We realize that traffic problems may have been a little worse than usual and that you probably had to dash through a few puddles to get where you needed to go, but we shouldn’t let those small problems prevent us from being grateful.

You won’t see any farmers complaining about a few inconveniences. For them, the long, slow, soaking rain that began Tuesday afternoon and fell through most of the day in most areas on Wednesday could prove to be a lifesaver.

Some of us may not keep track of such things, but those who live close to the soil understand just how critical a well-timed rain can be. When the skies opened up for this round of showers, the moisture helped ease the suffering of several months of drought.

We don’t know how much your rain gauge recorded, but when we checked at 1 p.m. Wednesday, the Denton Airport had already reported 3.21 inches of precipitation. And the rain continued to fall.

It’s been a while since the county had that much rain, and the fact that the moisture came slow and steady was another blessing — it should bode well for spring planting.

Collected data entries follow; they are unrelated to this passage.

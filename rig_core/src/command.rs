//! Line-oriented command grammar and the top-level dispatcher.
//!
//! One command per line, case-insensitive, surrounding whitespace trimmed:
//! a keyword plus an optional single numeric argument. Parsing yields a
//! tagged `Command` so classification lives here rather than as string
//! comparisons strewn through control flow.

use std::sync::Arc;
use std::sync::atomic::{AtomicBool, Ordering};
use std::time::Duration;

use eyre::WrapErr;
use rig_traits::{Clock, Console, PwmOutput};

use crate::buffer::{Sample, SampleBuffer};
use crate::capture::{CaptureOutcome, drain_csv, run_capture, staircase};
use crate::config::RigCfg;
use crate::decoder::SpeedCell;
use crate::error::{Result, RigError};
use crate::filter::SpeedFilter;
use crate::startup::run_startup_sweep;
use crate::util::clamp_duty;

/// Diagnostic for lines that match no command.
pub const RESP_UNRECOGNIZED: &str = "Comando no reconocido.";
/// Diagnostic for a rejected capture step.
pub const RESP_BAD_STEP: &str = "ERROR: paso 1-100";
/// Prefix of the startup-sweep report line.
pub const RESP_DETECT_PREFIX: &str = "PWM mínimo de arranque:";

/// Idle poll granularity of the top-level command loop.
const POLL: Duration = Duration::from_millis(1);

/// A parsed instruction from one input line.
#[derive(Debug, Clone, Copy, PartialEq, Eq)]
pub enum Command {
    Exit,
    Detect,
    /// Capture with the given step percentage; range-checked at dispatch,
    /// before any actuation.
    StartCapture(u32),
    /// Manual duty, already clamped to [0, 100].
    SetManualDuty(u8),
    Unrecognized,
}

/// Tokenize one input line into a `Command`.
pub fn parse_line(line: &str) -> Command {
    let norm = line.trim().to_ascii_uppercase();
    let mut tokens = norm.split_whitespace();
    let Some(keyword) = tokens.next() else {
        return Command::Unrecognized;
    };
    let arg = tokens.next();
    if tokens.next().is_some() {
        return Command::Unrecognized;
    }
    match (keyword, arg) {
        ("EXIT", None) => Command::Exit,
        ("DETECT" | "DETECTAR", None) => Command::Detect,
        ("START", Some(v)) => match v.parse::<u32>() {
            Ok(step) => Command::StartCapture(step),
            Err(_) => Command::Unrecognized,
        },
        ("PWM", Some(v)) => match v.parse::<i64>() {
            Ok(pct) => Command::SetManualDuty(clamp_duty(pct)),
            Err(_) => Command::Unrecognized,
        },
        _ => Command::Unrecognized,
    }
}

enum Flow {
    Continue,
    Halt,
}

/// Top-level dispatcher owning the engine context: the excitation output,
/// the control channel, the clock, the shared speed cell, and the sample
/// buffer. Mode discipline lives here: exactly one mode drives the
/// actuator at a time, and every mode exit forces duty back to 0.
pub struct CommandInterpreter<P: PwmOutput, C: Console> {
    pwm: P,
    console: C,
    clock: Arc<dyn Clock + Send + Sync>,
    speed: Arc<SpeedCell>,
    filter: SpeedFilter,
    buffer: SampleBuffer,
    cfg: RigCfg,
    shutdown: Arc<AtomicBool>,
}

impl<P: PwmOutput, C: Console> CommandInterpreter<P, C> {
    pub fn new(
        pwm: P,
        console: C,
        clock: Arc<dyn Clock + Send + Sync>,
        speed: Arc<SpeedCell>,
        cfg: RigCfg,
        shutdown: Arc<AtomicBool>,
    ) -> Self {
        let filter = SpeedFilter::new(cfg.filter.window);
        let buffer = SampleBuffer::new(cfg.capture.buffer_capacity);
        Self {
            pwm,
            console,
            clock,
            speed,
            filter,
            buffer,
            cfg,
            shutdown,
        }
    }

    /// Run the command loop until `EXIT` or process shutdown. Always leaves
    /// the actuator de-energized, on the error path included.
    pub fn run(&mut self) -> Result<()> {
        let result = self.run_loop();
        let idle = self.force_idle();
        result?;
        idle
    }

    fn run_loop(&mut self) -> Result<()> {
        tracing::info!("command interpreter ready");
        loop {
            if self.shutdown.load(Ordering::Relaxed) {
                tracing::info!("shutdown flag set, leaving command loop");
                return Ok(());
            }
            let Some(line) = self.console.poll_line() else {
                self.clock.sleep(POLL);
                continue;
            };
            let cmd = parse_line(&line);
            tracing::debug!(?cmd, line = line.trim(), "command received");
            match self.dispatch(cmd)? {
                Flow::Continue => {}
                Flow::Halt => return Ok(()),
            }
        }
    }

    fn dispatch(&mut self, cmd: Command) -> Result<Flow> {
        match cmd {
            Command::Exit => {
                tracing::info!("exit requested");
                Ok(Flow::Halt)
            }
            Command::Detect => {
                let found = run_startup_sweep(
                    &mut self.pwm,
                    &mut self.console,
                    &*self.clock,
                    &self.speed,
                    &self.cfg.detect,
                    &self.shutdown,
                )?;
                // The sweep leaves the actuator at the detected duty; zero
                // it before anything that can still fail.
                self.force_idle()?;
                let report = match found {
                    Some(duty) => format!("{RESP_DETECT_PREFIX} {duty}%"),
                    None => format!("{RESP_DETECT_PREFIX} no encontrado"),
                };
                self.say(&report)?;
                Ok(Flow::Continue)
            }
            Command::StartCapture(step) => match staircase(step) {
                Err(err) => {
                    tracing::warn!(step, %err, "capture step rejected");
                    self.say(RESP_BAD_STEP)?;
                    Ok(Flow::Continue)
                }
                Ok(levels) => {
                    let outcome = run_capture(
                        &mut self.pwm,
                        &mut self.console,
                        &*self.clock,
                        &self.speed,
                        &mut self.buffer,
                        &self.cfg.capture,
                        &levels,
                        &self.shutdown,
                    )?;
                    match outcome {
                        CaptureOutcome::Completed => Ok(Flow::Continue),
                        CaptureOutcome::Interrupted => Ok(Flow::Halt),
                    }
                }
            },
            Command::SetManualDuty(pct) => match self.manual_mode(pct)? {
                Some(next) => self.dispatch(next),
                None => Ok(Flow::Halt),
            },
            Command::Unrecognized => {
                self.say(RESP_UNRECOGNIZED)?;
                Ok(Flow::Continue)
            }
        }
    }

    /// Manual excitation mode: apply a fixed duty, accept further `PWM`
    /// updates, and on every report tick record a display sample of
    /// (elapsed, duty, filtered speed) and echo a live readout.
    ///
    /// Any non-`PWM` command terminates the mode and is returned for normal
    /// dispatch by the caller; `None` means process shutdown. On exit the
    /// duty is zeroed and the accumulated display samples drain as a CSV
    /// dump.
    fn manual_mode(&mut self, initial_pct: u8) -> Result<Option<Command>> {
        let terminator = self.manual_loop(initial_pct);
        // Zero the duty before surfacing any failure from the loop.
        let idle = self.apply_duty(0);
        let terminator = terminator?;
        idle?;
        if !self.buffer.is_empty() {
            drain_csv(&mut self.console, &self.buffer)?;
        }
        tracing::info!(samples = self.buffer.len(), "manual mode ended");
        Ok(terminator)
    }

    fn manual_loop(&mut self, initial_pct: u8) -> Result<Option<Command>> {
        let mut duty = initial_pct;
        self.apply_duty(duty)?;
        self.say(&format!("PWM manual {duty}% activo"))?;

        self.buffer.clear();
        self.filter.reset();
        let epoch = self.clock.now();
        let mut last_report = epoch;

        loop {
            if self.shutdown.load(Ordering::Relaxed) {
                return Ok(None);
            }
            if let Some(line) = self.console.poll_line() {
                match parse_line(&line) {
                    Command::SetManualDuty(pct) => {
                        duty = pct;
                        self.apply_duty(duty)?;
                        tracing::debug!(duty, "manual duty updated");
                    }
                    other => return Ok(Some(other)),
                }
            }
            if self.clock.ms_since(last_report) >= self.cfg.manual.report_ms {
                let smoothed = self.filter.push(self.speed.load());
                self.buffer.push(Sample {
                    elapsed_ms: self.clock.ms_since(epoch) as u32,
                    duty_pct: duty,
                    rpm: smoothed,
                });
                self.say(&format!("PWM={duty}%  |  RPM={smoothed:.2}"))?;
                last_report = self.clock.now();
            }
            self.clock.sleep(POLL);
        }
    }

    fn apply_duty(&mut self, pct: u8) -> Result<()> {
        self.pwm
            .set_duty_pct(pct)
            .map_err(|e| RigError::Pwm(e.to_string()))
            .wrap_err("applying manual duty")
    }

    /// Zero and disable the excitation output.
    fn force_idle(&mut self) -> Result<()> {
        self.pwm
            .set_duty_pct(0)
            .and_then(|()| self.pwm.disable())
            .map_err(|e| RigError::Pwm(e.to_string()))
            .wrap_err("forcing idle excitation")
    }

    fn say(&mut self, line: &str) -> Result<()> {
        self.console
            .write_line(line)
            .map_err(|e| RigError::Console(e.to_string()))
            .wrap_err("writing response")
    }
}
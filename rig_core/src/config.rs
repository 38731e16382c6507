//! Runtime configuration for the characterization engine.
//!
//! These are the structs the engine consumes at run time. They are separate
//! from the TOML-deserialized schema in `rig_config`; `conversions` bridges
//! the two.

/// Encoder disc geometry and debounce.
#[derive(Debug, Clone)]
pub struct EncoderCfg {
    /// Sectors per revolution (slots * 2 for an opaque/transparent disc).
    pub sectors_per_rev: u32,
    /// Minimum accepted high-pulse duration; shorter pulses are bounce.
    pub min_pulse_us: u64,
}

impl Default for EncoderCfg {
    fn default() -> Self {
        Self {
            sectors_per_rev: 40,
            min_pulse_us: 100,
        }
    }
}

/// Stepped-capture timing and buffering.
#[derive(Debug, Clone)]
pub struct CaptureCfg {
    /// Hold duration at each duty level.
    pub dwell_ms: u64,
    /// Sampling period during a dwell, measured against real elapsed time.
    pub sample_period_ms: u64,
    /// Fixed sample buffer capacity; overflow drops further samples.
    pub buffer_capacity: usize,
}

impl Default for CaptureCfg {
    fn default() -> Self {
        Self {
            dwell_ms: 2_000,
            sample_period_ms: 4,
            buffer_capacity: 32_768,
        }
    }
}

/// Startup-threshold sweep parameters.
#[derive(Debug, Clone)]
pub struct DetectCfg {
    /// Hold duration at each 1% sweep step before checking for motion.
    pub settle_ms: u64,
    /// Raw speed above this counts as detected motion.
    pub threshold_rpm: f32,
}

impl Default for DetectCfg {
    fn default() -> Self {
        Self {
            settle_ms: 300,
            threshold_rpm: 1.0,
        }
    }
}

/// Manual-mode live display.
#[derive(Debug, Clone)]
pub struct ManualCfg {
    /// Interval between live readout lines / display samples.
    pub report_ms: u64,
}

impl Default for ManualCfg {
    fn default() -> Self {
        Self { report_ms: 500 }
    }
}

/// Display smoothing window (readings).
#[derive(Debug, Clone)]
pub struct FilterCfg {
    pub window: usize,
}

impl Default for FilterCfg {
    fn default() -> Self {
        Self { window: 10 }
    }
}

/// Aggregate engine configuration.
#[derive(Debug, Clone, Default)]
pub struct RigCfg {
    pub encoder: EncoderCfg,
    pub capture: CaptureCfg,
    pub detect: DetectCfg,
    pub manual: ManualCfg,
    pub filter: FilterCfg,
}
//! # Kustomem Library
//!
//! This library loads a small set of Kubernetes manifests into an in-memory
//! filesystem, runs a kustomization over them and renders the merged result
//! as YAML. It backs the `kustomem` binary but each stage is usable on its
//! own.
//!
//! ## Quick Example
//!
//! ```
//! use kustomem::{fixtures, pipeline};
//!
//! let yaml = pipeline::execute(&fixtures::fixtures()).unwrap();
//! assert!(yaml.contains("namespace: my-namespace"));
//! ```
//!
//! ## Core Concepts
//!
//! - **Fixtures (`fixtures`)**: the embedded kustomization and resource
//!   manifests.
//! - **In-Memory Filesystem (`filesystem`)**: a `/`-rooted virtual store with
//!   write, glob and walk.
//! - **Traversal (`traversal`)**: logs what the store holds; diagnostic only.
//! - **Kustomization Engine (`kustomize`)**: resolves the resource list,
//!   applies namespace, name and metadata transformers, and orders the
//!   result.
//! - **Output (`output`)**: multi-document YAML rendering.
//! - **Pipeline (`pipeline`)**: runs the stages above in order and stops at
//!   the first error.

pub mod error;
pub mod filesystem;
pub mod fixtures;
pub mod kustomize;
pub mod output;
pub mod path;
pub mod pipeline;
pub mod traversal;

#[cfg(test)]
mod path_proptest;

But the rain was beneficial for other reasons. It will not only help prepare the ground for the rebirth of spring, but it will also lower the area’s risk for wildfire.

Jody Gonzalez, Denton County’s emergency management coordinator, said he and other officials are excited to get out from under the drought that has plagued the county for so long.

“A lot of folks don’t realize how significant it was,” he told us.

The drought affected the county throughout 2012, Gonzalez said and led to burn bans in June, September and November. The last ban was finally lifted the day after Christmas, due to the snow.

The dry conditions were made worse by steady winds, making any spark a risk to begin a dangerous and costly blaze.

The rain also should help boost area lakes, which have stood at significantly low levels in recent months. It will be awhile before we know for sure, but this recent rainfall should help.

The availability of water is critical to the future prosperity of North Texas. Increasing demand resulting from growth and the ongoing drought have combined to strain supplies, and in spite of repeated warnings, many of us have failed to adopt lasting conservation measures.

Water will continue to be a precious commodity, and future lifestyle changes may be required to ensure an adequate supply.

But for now, at least, on this rainy day, we have been given a refreshing respite.

For that, we give thanks.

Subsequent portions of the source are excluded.